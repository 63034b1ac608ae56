//! Formatted I/O forms
//!
//! `fprint` and `finput` compile to calls of the variadic C `printf` and
//! `scanf`. String input gets special treatment: `%s` is swapped for a
//! whole-line scanset, each string target receives a fresh 256-byte stack
//! buffer, and leftover input is drained through `getchar` so the next read
//! starts on a clean line.

use crate::compiler::codegen::environment::{ScopeRef, SlotKind};
use crate::compiler::codegen::generate::Codegen;
use crate::compiler::compiler_messages::compiler_errors::CompileError;
use crate::compiler::ir::nodes::{BinaryOp, CmpPred, FnSig, Inst, Terminator, Value};
use crate::compiler::ir::types::IrType;
use crate::compiler::parsers::ast_nodes::AstNode;
use crate::{codegen_log, return_rule_error, return_syntax_error, return_type_error};

const INPUT_BUFFER_BYTES: u64 = 256;

impl Codegen {
    /// `(fprint FMT ARG...)`: `printf` with promoted variadic arguments.
    pub(crate) fn gen_fprint(
        &mut self,
        items: &[AstNode],
        env: &ScopeRef,
    ) -> Result<Value, CompileError> {
        codegen_log!("fprint");

        if items.len() < 2 {
            return_syntax_error!("fprint requires a format string");
        }

        let mut args = Vec::with_capacity(items.len() - 1);
        for node in &items[1..] {
            let value = self.gen(node, env)?;
            args.push(self.promote_variadic_arg(value));
        }

        if args[0].ty() != IrType::Ptr {
            return_type_error!("fprint format must be a string, got {}", args[0].ty());
        }

        let sig = self
            .module
            .extern_sig("printf")
            .cloned()
            .unwrap_or_else(|| FnSig::varargs(vec![IrType::Ptr], IrType::I64));

        self.emit_call("printf", sig, args)
    }

    /// `(finput FMT VAR...)`: `scanf` into variable slots. Pointer-typed
    /// targets are treated as strings: the format's `%s` becomes `%[^\n]`,
    /// the variable is pointed at a stack buffer, and trailing input is
    /// consumed up to the newline.
    pub(crate) fn gen_finput(
        &mut self,
        items: &[AstNode],
        env: &ScopeRef,
    ) -> Result<Value, CompileError> {
        codegen_log!("finput");

        if items.len() < 2 {
            return_syntax_error!("finput requires a format string");
        }

        let format = match &items[1] {
            AstNode::Str(s) => s.clone(),
            _ => return_syntax_error!("finput format must be a string literal"),
        };

        // Resolve every target slot up front; the format rewrite depends on
        // whether any of them holds a string
        let mut targets = Vec::with_capacity(items.len() - 2);
        for node in &items[2..] {
            let name = match node.as_symbol() {
                Some(name) => name,
                None => return_syntax_error!("finput targets must be variable names"),
            };

            let slot = match env.lookup(name) {
                Some(slot) => slot,
                None => return_rule_error!("Variable \"{}\" is not defined", name),
            };

            match slot.kind {
                SlotKind::Local { ptr, ty } => targets.push((ptr, ty)),
                _ => return_rule_error!("finput target \"{}\" must be a local variable", name),
            }
        }

        let any_string = targets.iter().any(|(_, ty)| *ty == IrType::Ptr);

        let format = if any_string {
            format.replace("%s", "%[^\\n]")
        } else {
            format
        };

        let unescaped = format.replace("\\n", "\n").replace("\\t", "\t");
        let format_ptr = self.module.intern_string(unescaped.into_bytes());

        let mut args = vec![format_ptr];
        for (slot_ptr, ty) in &targets {
            if *ty == IrType::Ptr {
                // Fresh line buffer; the variable now points at it
                let buffer = self.hoist_alloca(IrType::array(IrType::I8, INPUT_BUFFER_BYTES));
                self.emit_store(buffer.clone(), slot_ptr.clone());
                args.push(buffer);
            } else {
                args.push(slot_ptr.clone());
            }
        }

        let sig = self
            .module
            .extern_sig("scanf")
            .cloned()
            .unwrap_or_else(|| FnSig::varargs(vec![IrType::Ptr], IrType::I64));

        let result = self.emit_call("scanf", sig, args)?;

        if any_string {
            self.drain_input_line()?;
        }

        Ok(result)
    }

    /// Reads characters until newline or EOF so the next `finput` starts
    /// clean.
    fn drain_input_line(&mut self) -> Result<(), CompileError> {
        let drain_block = self.new_block("getch.drain");
        let done_block = self.new_block("getch.done");

        self.branch_to(drain_block);
        self.set_insert(drain_block);

        let getchar_sig = FnSig::new(vec![], IrType::I64);
        let ch = self.emit_call("getchar", getchar_sig, Vec::new())?;

        let newline = self.new_reg();
        self.push_inst(Inst::Cmp {
            result: newline,
            pred: CmpPred::IEq,
            ty: IrType::I64,
            lhs: ch.clone(),
            rhs: Value::int(IrType::I64, i64::from(b'\n')),
        });

        let eof = self.new_reg();
        self.push_inst(Inst::Cmp {
            result: eof,
            pred: CmpPred::IEq,
            ty: IrType::I64,
            lhs: ch,
            rhs: Value::int(IrType::I64, -1),
        });

        let stop = self.new_reg();
        self.push_inst(Inst::Binary {
            result: stop,
            op: BinaryOp::Or,
            ty: IrType::I1,
            lhs: Value::Reg {
                ty: IrType::I1,
                id: newline,
            },
            rhs: Value::Reg {
                ty: IrType::I1,
                id: eof,
            },
        });

        self.terminate(Terminator::CondBr {
            cond: Value::Reg {
                ty: IrType::I1,
                id: stop,
            },
            then_label: self.block_label(done_block),
            else_label: self.block_label(drain_block),
        });

        self.set_insert(done_block);

        Ok(())
    }
}
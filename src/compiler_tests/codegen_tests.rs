use crate::build::compile_to_ir;
use crate::compiler::compiler_messages::compiler_warnings::WarningKind;
use crate::ErrorType;

fn compile(program: &str) -> String {
    let (ir, _) = compile_to_ir(program).expect("program should compile");
    ir
}

#[test]
fn bare_number_compiles_to_main_returning_zero() {
    let ir = compile("42");

    assert!(ir.contains("define i64 @main()"));
    assert!(ir.contains("ret i64 0"));
    assert!(ir.contains("target triple = \"x86_64-unknown-linux-gnu\""));
}

#[test]
fn version_global_is_emitted() {
    let ir = compile("_VERSION");
    assert!(ir.contains("@_VERSION = constant i64 300, align 4"));
    assert!(ir.contains("load i64, ptr @_VERSION"));
}

#[test]
fn runtime_externs_are_declared() {
    let ir = compile("42");
    assert!(ir.contains("declare i64 @printf(ptr, ...)"));
    assert!(ir.contains("declare i64 @scanf(ptr, ...)"));
    assert!(ir.contains("declare i64 @getchar()"));
}

#[test]
fn integer_literals_narrow_to_the_smallest_width() {
    // Both constants fit in i8, so the add happens at i8 and the result is
    // widened for the default-typed variable
    let ir = compile("[var x (+ 100 1)]");

    assert!(ir.contains("add i8 100, 1"));
    assert!(ir.contains("zext i8"));
    assert!(ir.contains("alloca i64"));
}

#[test]
fn float_operands_route_to_float_opcodes() {
    let ir = compile("[var x (+ 1.5 2.5)]");
    assert!(ir.contains("fadd double"));
    assert!(!ir.contains("add i"));
}

#[test]
fn mixed_int_and_float_promotes_to_double() {
    let ir = compile("[var x (* 2 2.5)]");
    assert!(ir.contains("fmul double"));
}

#[test]
fn division_is_signed() {
    let ir = compile("[var a 10] [var b (/ a 3)]");
    assert!(ir.contains("sdiv i64"));
}

#[test]
fn comparisons_are_signed_and_produce_i1() {
    let ir = compile("[var a 5] [var b (check (< a 10) 1 0)]");
    assert!(ir.contains("icmp slt i64"));
}

#[test]
fn float_comparisons_are_ordered() {
    let ir = compile("[var x (check (> 1.5 0.5) 1 0)]");
    assert!(ir.contains("fcmp ogt double"));
}

#[test]
fn operator_synonyms_compile_like_their_plain_spelling() {
    let plain = compile("[var x (+ 1 2)]");
    let mangled = compile("[var x (__PLUS_OPERAND__ 1 2)]");
    assert_eq!(plain, mangled);
}

#[test]
fn bitwise_ops_unify_widths() {
    let ir = compile("[var a 1000] [var b (bit-and a 7)]");
    assert!(ir.contains("and i64"));

    let ir = compile("[var x (bit-shl 1 4)]");
    assert!(ir.contains("shl i8 1, 4"));
}

#[test]
fn bit_not_is_xor_with_all_ones() {
    let ir = compile("[var a 5] [var b (bit-not a)]");
    assert!(ir.contains("xor i64"));
    assert!(ir.contains(", -1"));
}

#[test]
fn bitwise_rejects_floats() {
    let result = compile_to_ir("[var x (bit-and 1.0 2)]");
    assert_eq!(result.unwrap_err().error_type, ErrorType::Type);
}

#[test]
fn booleans_are_eight_bit() {
    let ir = compile("[var (flag !bool) true]");
    assert!(ir.contains("alloca i8"));
    assert!(ir.contains("store i8 1"));
}

#[test]
fn bare_declarations_infer_from_the_initializer() {
    // Integers widen to int64, other types keep their own shape
    let ir = compile("[var x 3.14]");
    assert!(ir.contains("alloca double"));

    let ir = compile("[var s \"hi\"]");
    assert!(ir.contains("alloca ptr"));
}

#[test]
fn declared_types_accept_only_widening() {
    let ir = compile("[var (x !frac) 2]");
    assert!(ir.contains("store double"));

    let narrowing = compile_to_ir("[var (x !int8) 300]");
    assert_eq!(narrowing.unwrap_err().error_type, ErrorType::Type);

    let float_to_int = compile_to_ir("[var (x !int) 2.5]");
    assert_eq!(float_to_int.unwrap_err().error_type, ErrorType::Type);
}

#[test]
fn string_literals_are_interned_with_escapes() {
    let ir = compile("[fprint \"V: %d\\n\" 2025]");

    assert!(ir.contains("@.str = private unnamed_addr constant [7 x i8] c\"V: %d\\0A\\00\""));
    assert!(ir.contains("call i64 (ptr, ...) @printf(ptr @.str, i64 2025)"));
}

#[test]
fn equal_string_literals_share_one_constant() {
    let ir = compile("[scope [fprint \"x\"] [fprint \"x\"]]");
    assert_eq!(ir.matches("private unnamed_addr constant").count(), 1);
}

#[test]
fn set_stores_with_widening() {
    let ir = compile("[var a 10] [set a (- a 1)]");
    assert!(ir.contains("sub i64"));
    assert!(ir.contains("store i64"));
}

#[test]
fn set_rejects_constants() {
    let result = compile_to_ir("[const PI 3.14] [set PI 3.0]");

    let err = result.unwrap_err();
    assert_eq!(err.error_type, ErrorType::Rule);
    assert!(err.msg.contains("constant"));
}

#[test]
fn set_rejects_unknown_names() {
    let err = compile_to_ir("[set ghost 1]").unwrap_err();
    assert_eq!(err.error_type, ErrorType::Rule);
    assert!(err.msg.contains("not defined"));
}

#[test]
fn undefined_variable_reads_are_fatal() {
    let err = compile_to_ir("[fprint \"%d\" ghost]").unwrap_err();
    assert!(err.msg.contains("\"ghost\" is not defined"));
}

#[test]
fn redeclaration_warns_but_compiles() {
    let (_, warnings) = compile_to_ir("[scope [var x 1] [var x 2]]").unwrap();

    assert!(warnings
        .iter()
        .any(|w| w.warning_kind == WarningKind::Redeclaration));
}

#[test]
fn inner_scopes_shadow_without_warning() {
    let (_, warnings) = compile_to_ir("[scope [var x 1] [scope [var x 2]]]").unwrap();
    assert!(warnings.is_empty());
}

#[test]
fn scope_visibility_is_lexical() {
    // The inner binding dies with its scope
    let err = compile_to_ir("[scope [scope [var hidden 1]] hidden]").unwrap_err();
    assert!(err.msg.contains("not defined"));
}

#[test]
fn functions_define_and_call() {
    let ir = compile("[func square ((first !int)) -> !int (* first first)] [fprint \"%d\\n\" (square 10)]");

    assert!(ir.contains("define i64 @square(i64 %a0)"));
    assert!(ir.contains("mul i64"));
    assert!(ir.contains("call i64 @square(i64 10)"));
}

#[test]
fn function_default_return_type_is_int64() {
    let ir = compile("[func id ((x !int)) x] [id 5]");
    assert!(ir.contains("define i64 @id(i64 %a0)"));
}

#[test]
fn recursion_resolves_through_the_defining_scope() {
    let ir = compile(
        "[func fact ((n !int)) -> !int (check (< n 2) 1 (* n (fact (- n 1))))] [fact 5]",
    );
    assert!(ir.contains("call i64 @fact"));
}

#[test]
fn call_arity_is_checked() {
    let err = compile_to_ir("[func id ((x !int)) x] [id 1 2]").unwrap_err();
    assert!(err.msg.contains("expects 1 arguments, got 2"));
}

#[test]
fn calling_a_number_is_a_type_error() {
    let err = compile_to_ir("[var x 1] [x 1]").unwrap_err();
    assert_eq!(err.error_type, ErrorType::Type);
}

#[test]
fn arguments_cast_to_parameter_types() {
    let ir = compile("[func half ((x !frac)) -> !frac (/ x 2.0)] [half 3]");
    assert!(ir.contains("call double @half(double"));
}

#[test]
fn codegen_is_deterministic() {
    let program = "[var a 10] [while (> a 0) [scope [set a (- a 1)] [fprint \"%d \" a]]]";
    assert_eq!(compile(program), compile(program));
}
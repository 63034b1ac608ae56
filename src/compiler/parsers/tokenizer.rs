//! S-expression tokenizer
//!
//! Splits source text into brackets, numbers, symbols and string literals.
//! Both bracket shapes are kept distinct here so the parser can reject a
//! mismatched pair like `[x)` with a useful message.

use crate::compiler::compiler_messages::compiler_errors::CompileError;
use crate::{return_syntax_error, token_log};
use std::iter::Peekable;
use std::str::Chars;

#[derive(Debug, Clone, Copy, PartialEq, Eq)]
pub enum Bracket {
    Round,
    Square,
}

impl Bracket {
    pub fn open_char(self) -> char {
        match self {
            Bracket::Round => '(',
            Bracket::Square => '[',
        }
    }

    pub fn close_char(self) -> char {
        match self {
            Bracket::Round => ')',
            Bracket::Square => ']',
        }
    }
}

#[derive(Debug, Clone, PartialEq)]
pub enum TokenKind {
    Open(Bracket),
    Close(Bracket),
    Number(i64),
    Fractional(f64),
    Symbol(String),
    StringLiteral(String),
    Eof,
}

pub fn tokenize(source_code: &str) -> Result<Vec<TokenKind>, CompileError> {
    let mut tokens = Vec::with_capacity(source_code.len() / 4);
    let mut stream = source_code.chars().peekable();

    loop {
        let token = next_token(&mut stream)?;

        token_log!(&token);

        if token == TokenKind::Eof {
            tokens.push(token);
            return Ok(tokens);
        }

        tokens.push(token);
    }
}

fn next_token(stream: &mut Peekable<Chars>) -> Result<TokenKind, CompileError> {
    let mut current_char = match stream.next() {
        Some(ch) => ch,
        None => return Ok(TokenKind::Eof),
    };

    while current_char.is_whitespace() {
        current_char = match stream.next() {
            Some(ch) => ch,
            None => return Ok(TokenKind::Eof),
        };
    }

    match current_char {
        '(' => return Ok(TokenKind::Open(Bracket::Round)),
        '[' => return Ok(TokenKind::Open(Bracket::Square)),
        ')' => return Ok(TokenKind::Close(Bracket::Round)),
        ']' => return Ok(TokenKind::Close(Bracket::Square)),
        '"' => return read_string_literal(stream),
        _ => {}
    }

    // Everything else is a number or a symbol, read to the next delimiter
    let mut word = String::new();
    word.push(current_char);

    while let Some(&ch) = stream.peek() {
        if ch.is_whitespace() || matches!(ch, '(' | ')' | '[' | ']' | '"') {
            break;
        }
        word.push(ch);
        stream.next();
    }

    Ok(classify_word(word))
}

fn read_string_literal(stream: &mut Peekable<Chars>) -> Result<TokenKind, CompileError> {
    let mut value = String::new();

    for ch in stream.by_ref() {
        if ch == '"' {
            return Ok(TokenKind::StringLiteral(value));
        }
        value.push(ch);
    }

    return_syntax_error!("Unterminated string literal")
}

/// A word is a number when the whole thing parses as one, otherwise a symbol.
/// A lone `-` stays a symbol.
fn classify_word(word: String) -> TokenKind {
    let numeric_start = word
        .chars()
        .next()
        .is_some_and(|c| c.is_ascii_digit() || c == '-');

    if numeric_start && word.len() > (word.starts_with('-') as usize) {
        if let Ok(n) = word.parse::<i64>() {
            return TokenKind::Number(n);
        }
        if word.contains('.') {
            if let Ok(x) = word.parse::<f64>() {
                return TokenKind::Fractional(x);
            }
        }
    }

    TokenKind::Symbol(word)
}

**WORK INSTRUCTION**
Copy every line of the entries above in which "Terminator" occurs.

**RESULT BELOW**
use crate::compiler::ir::nodes::{BinaryOp, CmpPred, FnSig, Inst, Terminator, Value};
        self.terminate(Terminator::CondBr {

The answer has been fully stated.